I was enjoying the tranquility in my room while I began to practice Senjutsu, tranquility that was interrupted by my pathetic older brother.

--Souji lend me clothes!

Isei entered my room without even touching something to which I responded by kicking his face with the same dexterity as a certain curly-browed blonde cook.

--Oh! It hurts bastard... Is this how you treat your big brother?

Iseei grunted while rubbing his nose.

--Number One, I have never considered you my older brother, at most you are just a living being with whom I unfortunately share a certain blood relationship; Number two, what the hell do you want my clothes for?
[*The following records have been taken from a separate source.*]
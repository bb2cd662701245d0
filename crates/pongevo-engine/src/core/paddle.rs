use serde::{Deserialize, Serialize};

use crate::{ArenaConfig, InvalidMoveError};

/// Which end of the arena a paddle guards.
#[derive(
    Debug,
    Clone,
    Copy,
    PartialEq,
    Eq,
    Hash,
    Serialize,
    Deserialize,
    derive_more::Display,
    derive_more::IsVariant,
)]
#[serde(rename_all = "snake_case")]
pub enum Side {
    #[display("left")]
    Left,
    #[display("right")]
    Right,
}

impl Side {
    pub const ALL: [Side; 2] = [Side::Left, Side::Right];

    #[must_use]
    pub const fn opponent(self) -> Self {
        match self {
            Side::Left => Side::Right,
            Side::Right => Side::Left,
        }
    }
}

/// Vertical paddle movement.
///
/// `Up` decreases `y`, `Down` increases it.
#[derive(Debug, Clone, Copy, PartialEq, Eq, Hash, derive_more::Display)]
pub enum Direction {
    #[display("up")]
    Up,
    #[display("down")]
    Down,
}

/// What a side does during one tick.
#[derive(Debug, Clone, Copy, Default, PartialEq, Eq, derive_more::IsVariant)]
pub enum PaddleAction {
    #[default]
    Hold,
    Move(Direction),
}

/// A paddle fixed to one side of the arena.
///
/// Only `y` changes during a match; the paddle never leaves
/// `[0, arena_height - height]`.
#[derive(Debug, Clone, PartialEq)]
pub struct Paddle {
    side: Side,
    x: f32,
    y: f32,
    original_y: f32,
    width: f32,
    height: f32,
    velocity: f32,
    max_y: f32,
}

impl Paddle {
    /// Creates a paddle at its starting position for `side`.
    #[must_use]
    pub fn new(side: Side, arena: &ArenaConfig) -> Self {
        let (x, y) = arena.paddle_origin(side);
        Self {
            side,
            x,
            y,
            original_y: y,
            width: arena.paddle_width,
            height: arena.paddle_height,
            velocity: arena.paddle_velocity,
            max_y: arena.max_paddle_y(),
        }
    }

    #[must_use]
    pub fn side(&self) -> Side {
        self.side
    }

    #[must_use]
    pub fn x(&self) -> f32 {
        self.x
    }

    #[must_use]
    pub fn y(&self) -> f32 {
        self.y
    }

    #[must_use]
    pub fn width(&self) -> f32 {
        self.width
    }

    #[must_use]
    pub fn height(&self) -> f32 {
        self.height
    }

    #[must_use]
    pub fn center_y(&self) -> f32 {
        self.y + self.height / 2.0
    }

    /// The `x` of the face the ball bounces off.
    #[must_use]
    pub fn face_x(&self) -> f32 {
        match self.side {
            Side::Left => self.x + self.width,
            Side::Right => self.x,
        }
    }

    /// Whether `y` lies within the paddle's vertical extent (edges included).
    #[must_use]
    pub fn covers(&self, y: f32) -> bool {
        (self.y..=self.y + self.height).contains(&y)
    }

    /// Moves the paddle by one velocity unit.
    ///
    /// The paddle is left untouched if the move would take it outside the
    /// valid vertical range.
    pub fn try_move(&mut self, direction: Direction) -> Result<(), InvalidMoveError> {
        let y = match direction {
            Direction::Up => self.y - self.velocity,
            Direction::Down => self.y + self.velocity,
        };
        if !(0.0..=self.max_y).contains(&y) {
            return Err(InvalidMoveError {
                side: self.side,
                direction,
            });
        }
        self.y = y;
        Ok(())
    }

    /// Returns the paddle to where it started.
    pub fn reset(&mut self) {
        self.y = self.original_y;
    }
}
My wardrobe is, allow me narcissism, my little treasure, yes I'm a hedonist, I like to look good, I spend half my awards on casual and dress clothes, I've been in a few fashion magazines. I'm not a dark prince for nothing instead Issei is just an ugly duckling.

--You won't believe it, you'll think I'm crazy but... I have a date! Tomorrow!

The ugly duckling puffed up like a swan and I laughed, laughed out loud, pointing at Issei.

--Damn , did you jerk off so hard you pulled your brain out, come on, tell me what was the game or was it a porno?" Was that shit that good?

I teased Iseei who just grunted and took out a picture of his supposed date.

--Her name is Yuuma-chan~ and she's neither imaginary nor a porno!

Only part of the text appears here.